Kuddelmuddel

17. November | halb eins in der Nacht

Ich halte es nicht mehr aus. Das Weinen halte ich nicht aus. Mein starker Mann weint und lässt meine Hand nicht los. Sie ist zwar sehr schlapp, aber wir halten einander. Ich rufe die 112 an! Nach quälenden 15 Minuten klingelt es – nein, es klingelt nicht. Ich habe die Tür schon aufgemacht, meine aufgeregte Mutter steht in ihrem Haus im Treppenhaus und weiß nicht, was sie tun soll. Hans kollabiert am Treppenabsatz und wird im Haus wiederbelebt.

Sie fahren ohne Blaulicht sehr vorsichtig ins Krankenhaus.

Ich ziehe mich an und fahre hinterher. Im Krankenhaus finde ich um diese Zeit keinen Arzt. Ich soll warten. Ich laufe im Kreis, wie ein Tiger im Käfig. Auf 20qm im Kreis, Schlangenlinien und 8ten, aber immer in Bewegung. Niemand sagt mir was. Abwarten. Sie wissen nichts. Haben keine Ahnung. Warum mein Mann in diesem Zustand ist, obwohl er doch nur Rückenschmerzen hatte -keine Ahnung. Ich renne im Krankenhausflur wie ein unruhiger Tiger.

Um vier rufe ich meine Schwägerin an. Sie kommt, sagt sie. Sie kommt mit ihrem Freund. Eine Stunde Fahrt. Ein Arzt sagt mir, dass mein Mann stabil ist. Ich darf nicht zu ihm. Er soll in die nächste Herzklinik, sie warten auf die Feuerwehr. Diese macht in meiner Heimatstadt den Krankentransport.

Es ist früh. Es ist nachts und ich kann nicht mehr rennen. Ich darf nicht zu meinem Mann, sie lassen mich nicht. Ich bin unruhig. Ich habe Angst. Meine Schwägerin will mich trösten, ich schiebe sie weg.

Ich sitze vor der Intensivstation auf dem Boden und kann nicht denken. Inzwischen ist es 6Uhr.
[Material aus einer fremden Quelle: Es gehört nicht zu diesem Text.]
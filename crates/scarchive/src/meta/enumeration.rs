// SPDX-License-Identifier: Apache-2.0 OR MIT
// Copyright (c) 2025-2026 naskel.com

use std::fmt;

/// Legal name/value pairs of an enumeration.
pub struct MetaEnum {
    name: &'static str,
    keys: &'static [(i32, &'static str)],
}

impl MetaEnum {
    pub const fn new(name: &'static str, keys: &'static [(i32, &'static str)]) -> Self {
        Self { name, keys }
    }

    /// Enumeration type name.
    pub fn name(&self) -> &'static str {
        self.name
    }

    pub fn key_count(&self) -> usize {
        self.keys.len()
    }

    /// Name of the i-th key in declaration order.
    pub fn key(&self, index: usize) -> Option<&'static str> {
        self.keys.get(index).map(|(_, name)| *name)
    }

    /// Integer value of a key name.
    pub fn value_for(&self, name: &str) -> Option<i32> {
        self.keys
            .iter()
            .find(|(_, key)| *key == name)
            .map(|(value, _)| *value)
    }

    /// Key name of an integer value.
    pub fn name_for(&self, value: i32) -> Option<&'static str> {
        self.keys
            .iter()
            .find(|(v, _)| *v == value)
            .map(|(_, name)| *name)
    }
}

impl fmt::Debug for MetaEnum {
    fn fmt(&self, f: &mut fmt::Formatter<'_>) -> fmt::Result {
        f.debug_struct("MetaEnum")
            .field("name", &self.name)
            .field("keys", &self.keys)
            .finish()
    }
}

/// Rust enum bound to its [`MetaEnum`].
pub trait EnumType: Copy + PartialEq + Send + Sync + 'static {
    fn meta_enum() -> &'static MetaEnum;

    fn to_i32(self) -> i32;

    fn from_i32(value: i32) -> Option<Self>;

    /// Key name, as written by text formats.
    fn to_name(self) -> &'static str {
        Self::meta_enum().name_for(self.to_i32()).unwrap_or("")
    }

    fn from_name(name: &str) -> Option<Self> {
        Self::meta_enum().value_for(name).and_then(Self::from_i32)
    }
}

#[cfg(test)]
mod tests {
    use super::*;

    static COLORS: MetaEnum = MetaEnum::new("Color", &[(0, "red"), (1, "green"), (5, "blue")]);

    #[test]
    fn test_lookup_both_ways() {
        assert_eq!(COLORS.key_count(), 3);
        assert_eq!(COLORS.key(2), Some("blue"));
        assert_eq!(COLORS.key(3), None);
        assert_eq!(COLORS.value_for("blue"), Some(5));
        assert_eq!(COLORS.value_for("BLUE"), None);
        assert_eq!(COLORS.name_for(1), Some("green"));
        assert_eq!(COLORS.name_for(2), None);
    }
}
Ich muss heim, die Junioren sind mit der alten Großmutti allein und wachen bald auf.

Veröffentlicht von piri

In Momenten, in denen ich an mir und meiner Arbeit zweifle und meine, nichts Gutes auf die Reihe zu bekommen, denke ich daran, mir kurz das, was ich schon geschafft habe, anzuschauen. Dann geht's wieder. | Viel lieber als Likes, sind mir Kommentare herzlich willkommen.
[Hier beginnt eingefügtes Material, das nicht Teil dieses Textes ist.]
// SPDX-License-Identifier: Apache-2.0 OR MIT
// Copyright (c) 2025-2026 naskel.com

use super::{version_supported, CreationInfo, Origin};
use crate::archive::{Archive, Hint};
use crate::meta::{MetaObject, MetaProperty};
use crate::object::{
    object_meta, BaseObject, Class, Object, ObjectCore, ObjectRef, ObjectRegistry, ObjectType,
    OBJECT_TYPE,
};
use crate::rtti::Rtti;
use parking_lot::RwLock;
use std::any::Any;
use std::sync::{Arc, OnceLock};

pub static ARRIVAL_TYPE: Rtti = Rtti::new("Arrival", Some(&OBJECT_TYPE));

/// Composite index of an [`Arrival`]: the pick it associates.
#[derive(Debug, Clone, Default, PartialEq, Eq, Hash)]
pub struct ArrivalIndex {
    pub pick_id: String,
}

impl ArrivalIndex {
    pub fn new(pick_id: &str) -> Self {
        Self {
            pick_id: pick_id.to_string(),
        }
    }
}

#[derive(Debug, Clone, Default, PartialEq)]
struct Attributes {
    phase: String,
    time_residual: Option<f64>,
    distance: Option<f64>,
    azimuth: Option<f64>,
    weight: Option<f64>,
    creation_info: Option<CreationInfo>,
}

/// Association of a pick with an origin.
pub struct Arrival {
    core: ObjectCore,
    index: ArrivalIndex,
    attrs: Attributes,
}

impl Arrival {
    /// New detached arrival referencing the pick `pick_id`.
    pub fn with_pick(
        registry: &Arc<ObjectRegistry>,
        pick_id: &str,
        phase: &str,
    ) -> Arc<RwLock<Self>> {
        let arrival = Self::instantiate(registry);
        {
            let mut guard = arrival.write();
            guard.index.pick_id = pick_id.to_string();
            guard.attrs.phase = phase.to_string();
        }
        arrival
    }

    pub fn index(&self) -> &ArrivalIndex {
        &self.index
    }

    pub fn pick_id(&self) -> &str {
        &self.index.pick_id
    }

    pub fn set_pick_id(&mut self, pick_id: &str) {
        self.index.pick_id = pick_id.to_string();
    }

    pub fn phase(&self) -> &str {
        &self.attrs.phase
    }

    pub fn set_phase(&mut self, phase: &str) {
        self.attrs.phase = phase.to_string();
    }

    pub fn time_residual(&self) -> Option<f64> {
        self.attrs.time_residual
    }

    pub fn set_time_residual(&mut self, value: Option<f64>) {
        self.attrs.time_residual = value;
    }

    pub fn distance(&self) -> Option<f64> {
        self.attrs.distance
    }

    pub fn set_distance(&mut self, value: Option<f64>) {
        self.attrs.distance = value;
    }

    pub fn azimuth(&self) -> Option<f64> {
        self.attrs.azimuth
    }

    pub fn set_azimuth(&mut self, value: Option<f64>) {
        self.attrs.azimuth = value;
    }

    pub fn weight(&self) -> Option<f64> {
        self.attrs.weight
    }

    pub fn set_weight(&mut self, value: Option<f64>) {
        self.attrs.weight = value;
    }

    pub fn creation_info(&self) -> Option<&CreationInfo> {
        self.attrs.creation_info.as_ref()
    }

    pub fn set_creation_info(&mut self, info: Option<CreationInfo>) {
        self.attrs.creation_info = info;
    }
}

impl BaseObject for Arrival {
    fn rtti(&self) -> &'static Rtti {
        &ARRIVAL_TYPE
    }

    fn meta(&self) -> &'static MetaObject {
        Self::meta_object()
    }

    fn serialize(&mut self, ar: &mut dyn Archive) {
        if !version_supported(ar, "Arrival") {
            return;
        }
        let attrs = &mut self.attrs;
        ar.field("pickID", &mut self.index.pick_id, Hint::NONE.element().index());
        ar.field("phase", &mut attrs.phase, Hint::NONE.element().mandatory());
        ar.field("timeResidual", &mut attrs.time_residual, Hint::NONE.element());
        ar.field("distance", &mut attrs.distance, Hint::NONE.element());
        ar.field("azimuth", &mut attrs.azimuth, Hint::NONE.element());
        ar.field("weight", &mut attrs.weight, Hint::NONE.element());
        ar.field(
            "creationInfo",
            &mut attrs.creation_info,
            Hint::NONE.static_type().element(),
        );
    }

    fn clone_box(&self) -> Box<dyn BaseObject> {
        Box::new(Self {
            core: ObjectCore::detached(self.core.registry()),
            index: self.index.clone(),
            attrs: self.attrs.clone(),
        })
    }

    fn equals(&self, other: &dyn BaseObject) -> bool {
        other
            .as_any()
            .downcast_ref::<Self>()
            .is_some_and(|other| self.index == other.index && self.attrs == other.attrs)
    }

    fn as_any(&self) -> &dyn Any {
        self
    }

    fn as_any_mut(&mut self) -> &mut dyn Any {
        self
    }
}

fn optional_float(
    name: &'static str,
    get: fn(&Arrival) -> Option<f64>,
    set: fn(&mut Arrival, Option<f64>),
) -> MetaProperty {
    MetaProperty::simple::<Arrival, Option<f64>>(name, "float", get, set)
        .with_hint(Hint::NONE.element())
}

impl Class for Arrival {
    fn type_info() -> &'static Rtti {
        &ARRIVAL_TYPE
    }

    fn meta_object() -> &'static MetaObject {
        static META: OnceLock<MetaObject> = OnceLock::new();
        META.get_or_init(|| {
            MetaObject::new(&ARRIVAL_TYPE, Some(object_meta()))
                .with_property(
                    MetaProperty::simple::<Self, String>(
                        "pickID",
                        "string",
                        |a| a.index.pick_id.clone(),
                        |a, v| a.index.pick_id = v,
                    )
                    .index()
                    .reference()
                    .with_hint(Hint::NONE.element().index()),
                )
                .with_property(
                    MetaProperty::simple::<Self, String>(
                        "phase",
                        "string",
                        |a| a.attrs.phase.clone(),
                        |a, v| a.attrs.phase = v,
                    )
                    .with_hint(Hint::NONE.element().mandatory()),
                )
                .with_property(optional_float(
                    "timeResidual",
                    |a| a.attrs.time_residual,
                    |a, v| a.attrs.time_residual = v,
                ))
                .with_property(optional_float(
                    "distance",
                    |a| a.attrs.distance,
                    |a, v| a.attrs.distance = v,
                ))
                .with_property(optional_float(
                    "azimuth",
                    |a| a.attrs.azimuth,
                    |a, v| a.attrs.azimuth = v,
                ))
                .with_property(optional_float(
                    "weight",
                    |a| a.attrs.weight,
                    |a, v| a.attrs.weight = v,
                ))
                .with_property(
                    MetaProperty::simple::<Self, Option<CreationInfo>>(
                        "creationInfo",
                        "CreationInfo",
                        |a| a.attrs.creation_info.clone(),
                        |a, v| a.attrs.creation_info = v,
                    )
                    .with_hint(Hint::NONE.static_type().element()),
                )
        })
    }
}

impl Object for Arrival {
    fn core(&self) -> &ObjectCore {
        &self.core
    }

    fn core_mut(&mut self) -> &mut ObjectCore {
        &mut self.core
    }

    fn assign(&mut self, other: &dyn Object) -> bool {
        let Some(other) = other.as_any().downcast_ref::<Self>() else {
            return false;
        };
        self.index = other.index.clone();
        self.attrs = other.attrs.clone();
        true
    }

    fn index_matches(&self, other: &dyn Object) -> bool {
        other
            .as_any()
            .downcast_ref::<Self>()
            .is_some_and(|other| self.index == other.index)
    }
}

impl ObjectType for Arrival {
    fn instantiate(registry: &Arc<ObjectRegistry>) -> Arc<RwLock<Self>> {
        Arc::new_cyclic(|this| {
            RwLock::new(Self {
                core: ObjectCore::new::<Self>(registry, this),
                index: ArrivalIndex::default(),
                attrs: Attributes::default(),
            })
        })
    }

    fn attach_to(this: &Arc<RwLock<Self>>, parent: &ObjectRef) -> bool {
        match parent.downcast::<Origin>() {
            Some(origin) => origin.write().add_arrival(this.clone()),
            None => {
                log::error!("Arrival::attach_to({}) -> wrong class type", parent.class_name());
                false
            }
        }
    }

    fn detach_from(this: &Arc<RwLock<Self>>, parent: &ObjectRef) -> bool {
        let Some(origin) = parent.downcast::<Origin>() else {
            log::error!("Arrival::detach_from({}) -> wrong class type", parent.class_name());
            return false;
        };
        let (linked, index) = {
            let guard = this.read();
            (guard.core.parent_key() == Some(parent.key()), guard.index.clone())
        };
        let mut origin = origin.write();
        if linked {
            origin.remove_arrival(this)
        } else {
            origin.remove_arrival_by_index(&index)
        }
    }
}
4 Gedanken zu „17. November | halb eins in der Nacht“

  1. Madddin sagt:

    Gibt es Worte des Trostes? Ich weiß es nicht. Ich würde sie gerne aussprechen, und bin mir auch bewusst, dass das ein schwieriger Balanceakt ist. Ich glaube, viele lesen deinen Schmerz und sind jetzt bei dir.

  2. Anna-Lena sagt:

    Liebe Petra,
    ich erinnere mich noch gut und kann nur erahnen, was du durchgemacht hast.
    Alles Liebe und Gottes Segen und Kraft für dich!

  3. mijonisreise sagt:

    Ist es das erste Mal, das du deine Geschichte so aufschreibst? Ich frage deswegen, weil es ein guter Schritt ist …

    1. piri ulbrich sagt:

      Aufschreiben tu ich diese Geschichte zeitgleich zum Geschehen das erste Mal – ich finde es wichtig. So kann ich abschließen. Nur den Schlüssel werde ich nicht wegwerfen!